Ms Juhasz stresses the nature of the relationship, which was dysfunctional. You’re willing to pay child support. The complainant had her own mental health issues. Alcohol clearly was a bad thing for both of you. You made admissions in your record of interview. She stresses the absence of previous convictions for violence, which is very relevant. You’re very remorseful for this, and you’d like to ultimately have contact with the children, but I’ve put that off because, of course, this needs to be dealt with first.
In the end, it was reasonably protected. Choking is regarded seriously by the courts; deterrent sentences are necessary. I think you need to go to jail, but I propose to significantly reduce the actual custody, in light of the deportation issues, which I’ve mentioned, and the other mitigating factors.
On each count, a conviction is recorded. On count 1, I impose three months imprisonment; count 2, two months imprisonment; count 3 – sorry, two years imprisonment; count 3, 18 months imprisonment. Those terms of imprisonment are to be served concurrently with each other. I order the terms of imprisonment be suspended after you have served a period of three months imprisonment, and you must not commit another offence punishable by imprisonment within a period of two years, if you are to avoid being dealt with for the suspended term of imprisonment. Mr MacIntyre, anything further?...........”[49]
[49] Exhibit 2, Remittal Bundle, RB2, Attachment B, R v Manebona REVISED SENTECNE, 41-44.
On 16 January 2021, JW provided a letter of support to the Respondent.
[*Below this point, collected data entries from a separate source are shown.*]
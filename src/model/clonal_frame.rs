//! Clonal frame module.
//!
//! This module provides the clonal frame, the primary bifurcating ancestry
//! onto which conversions are overlaid:
//! - `ClonalFrame`: Immutable arena of [CfNode]s with heights and leaf labels.
//! - `CfNodeId` is used to identify (and index) its nodes.
//!
//! A frame is assembled with a [ClonalFrameBuilder](crate::model::ClonalFrameBuilder)
//! or parsed from a Newick string with [crate::newick::parse_str].

use crate::model::cf_node::{CfEvent, CfNode};
use crate::model::leaf_label_map::LeafLabelMap;
use crate::model::time_tree::TimeTree;

/// Id of a node in a [ClonalFrame], doubling as its arena index.
pub type CfNodeId = usize;


// =#========================================================================#=
// CLONAL FRAME
// =#========================================================================#=
/// A rooted binary tree with node heights, using the arena pattern on [CfNode].
///
/// # Structure
/// - Leaves have ids `0..num_leaves`, internal nodes `num_leaves..2*num_leaves-1`
/// - The label of leaf `i` is entry `i` of the frame's [LeafLabelMap]
/// - Internal nodes are strictly higher than their children
/// - The ordered event sequence (one [CfEvent] per node, ascending by height,
///   ties by id) is derived once at construction
///
/// A frame is immutable once built; reconstructions only read it, so it can be
/// shared between threads reconstructing different blocks.
///
/// # Example
/// ```
/// use acgtree::model::{ClonalFrameBuilder, TimeTree};
///
/// // ((A:1,B:1):1,C:2);
/// let mut builder = ClonalFrameBuilder::new(3);
/// let a = builder.add_leaf("A", 0.0);
/// let b = builder.add_leaf("B", 0.0);
/// let c = builder.add_leaf("C", 0.0);
/// let d = builder.add_internal((a, b), 1.0);
/// builder.add_root((d, c), 2.0);
/// let frame = builder.build().unwrap();
///
/// assert_eq!(frame.num_leaves(), 3);
/// assert_eq!(frame.num_vertices(), 5);
/// assert_eq!(frame.tree_height(), 2.0);
/// ```
#[derive(Debug, Clone, PartialEq)]
pub struct ClonalFrame {
    /// Nodes of this frame (arena pattern), index == id
    nodes: Vec<CfNode>,
    /// Id of the root
    root: CfNodeId,
    /// Number of leaves
    num_leaves: usize,
    /// Leaf labels, label index == leaf id
    labels: LeafLabelMap,
    /// Events ordered by height
    events: Vec<CfEvent>,
}

impl ClonalFrame {
    /// Assembles a frame from nodes already numbered and validated by the builder.
    pub(crate) fn from_parts(nodes: Vec<CfNode>, root: CfNodeId, labels: LeafLabelMap) -> Self {
        let num_leaves = labels.num_labels();

        // Stable sort over id order, so equal heights keep ascending ids
        let mut events: Vec<CfEvent> = nodes.iter().map(CfEvent::of).collect();
        events.sort_by(|e1, e2| e1.height.total_cmp(&e2.height));

        ClonalFrame {
            nodes,
            root,
            num_leaves,
            labels,
            events,
        }
    }

    /// Returns the id of the root.
    pub fn root_id(&self) -> CfNodeId {
        self.root
    }

    /// Returns a reference to the root node.
    pub fn root(&self) -> &CfNode {
        &self.nodes[self.root]
    }

    /// Returns the node with the given id, or `None` if there is no such node.
    pub fn node(&self, id: CfNodeId) -> Option<&CfNode> {
        self.nodes.get(id)
    }

    /// Returns whether the frame has a node with this id.
    pub fn contains(&self, id: CfNodeId) -> bool {
        id < self.nodes.len()
    }

    /// Returns all nodes in id order.
    pub fn nodes(&self) -> &[CfNode] {
        &self.nodes
    }

    /// Returns the number of nodes.
    pub fn num_nodes(&self) -> usize {
        self.nodes.len()
    }

    /// Returns the leaf labels.
    pub fn labels(&self) -> &LeafLabelMap {
        &self.labels
    }

    /// Returns the id of the leaf with the given label.
    pub fn leaf_id(&self, label: &str) -> Option<CfNodeId> {
        self.labels.get_index(label)
    }

    /// Returns the events of this frame, ordered ascending by height (ties by id).
    pub fn events(&self) -> &[CfEvent] {
        &self.events
    }

    /// Returns the height range `(lower, upper)` of the branch above node `id`,
    /// that is, its own height and its parent's height.
    /// The branch above the root is unbounded.
    ///
    /// # Returns
    /// `None` if there is no node with this id
    pub fn branch_range(&self, id: CfNodeId) -> Option<(f64, f64)> {
        let node = self.nodes.get(id)?;
        let upper = match node.parent() {
            Some(parent) => self.nodes[parent].height(),
            None => f64::INFINITY,
        };
        Some((node.height(), upper))
    }
}

impl TimeTree for ClonalFrame {
    fn root_index(&self) -> usize {
        self.root
    }

    fn num_vertices(&self) -> usize {
        self.nodes.len()
    }

    fn num_leaves(&self) -> usize {
        self.num_leaves
    }

    fn height_of(&self, index: usize) -> f64 {
        self.nodes[index].height()
    }

    fn children_of(&self, index: usize) -> Option<(usize, usize)> {
        self.nodes[index].children()
    }

    fn parent_of(&self, index: usize) -> Option<usize> {
        self.nodes[index].parent()
    }

    fn leaf_id_of(&self, index: usize) -> Option<usize> {
        self.nodes[index].is_leaf().then_some(index)
    }
}

impl std::ops::Index<CfNodeId> for ClonalFrame {
    type Output = CfNode;

    fn index(&self, id: CfNodeId) -> &Self::Output {
        &self.nodes[id]
    }
}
This says;
‘To whom it may concern,
I (JW) am the partner off John Manebona, we have been together since 7th of June 2014, [50]John and I share two children together, their names are (Child A) aged 5 years old and (Child B) aged 3 years old.
[50] This statement is inconsistent with reports made to police at the time of the family violence offences.
Our 5-year-old daughter (Child A) loves her father, they have a very good relationship, they are like best friends. (Child A) misses her father dearly, she is very stressed and unsettled and confused all the time asking and crying for her father. (Child A) is also not sleeping or eating very well at night due to not being able to see her father or visit him.
(Child B) our other daughter aged 3 years old is also asking and crying for her father. (Child B) loves her father very much, she sometimes gets confused on who to call dad due to her age, which can be unfair and heartbreaking to witness.
Both my daughters are missing out on their father John Manebona, which I (JW)
believe is unfair for both off them, and unsettling and painful to witness.I (JW) do not want my two daughters missing out on their father, and also
do not want John Manebona the father off my two daughters, to miss out seeing his two
daughters growing up in Australia. I (JW) believe John Manebona is a very good person and important role model and father figure for (Child A) and (Child B) John loves and adores his two little girls very much.For the health and wellbeing off my both my daughters (Child A and Child B), I hope and pray we do not lose their father from our lives, we all love and miss him dearly.’[51]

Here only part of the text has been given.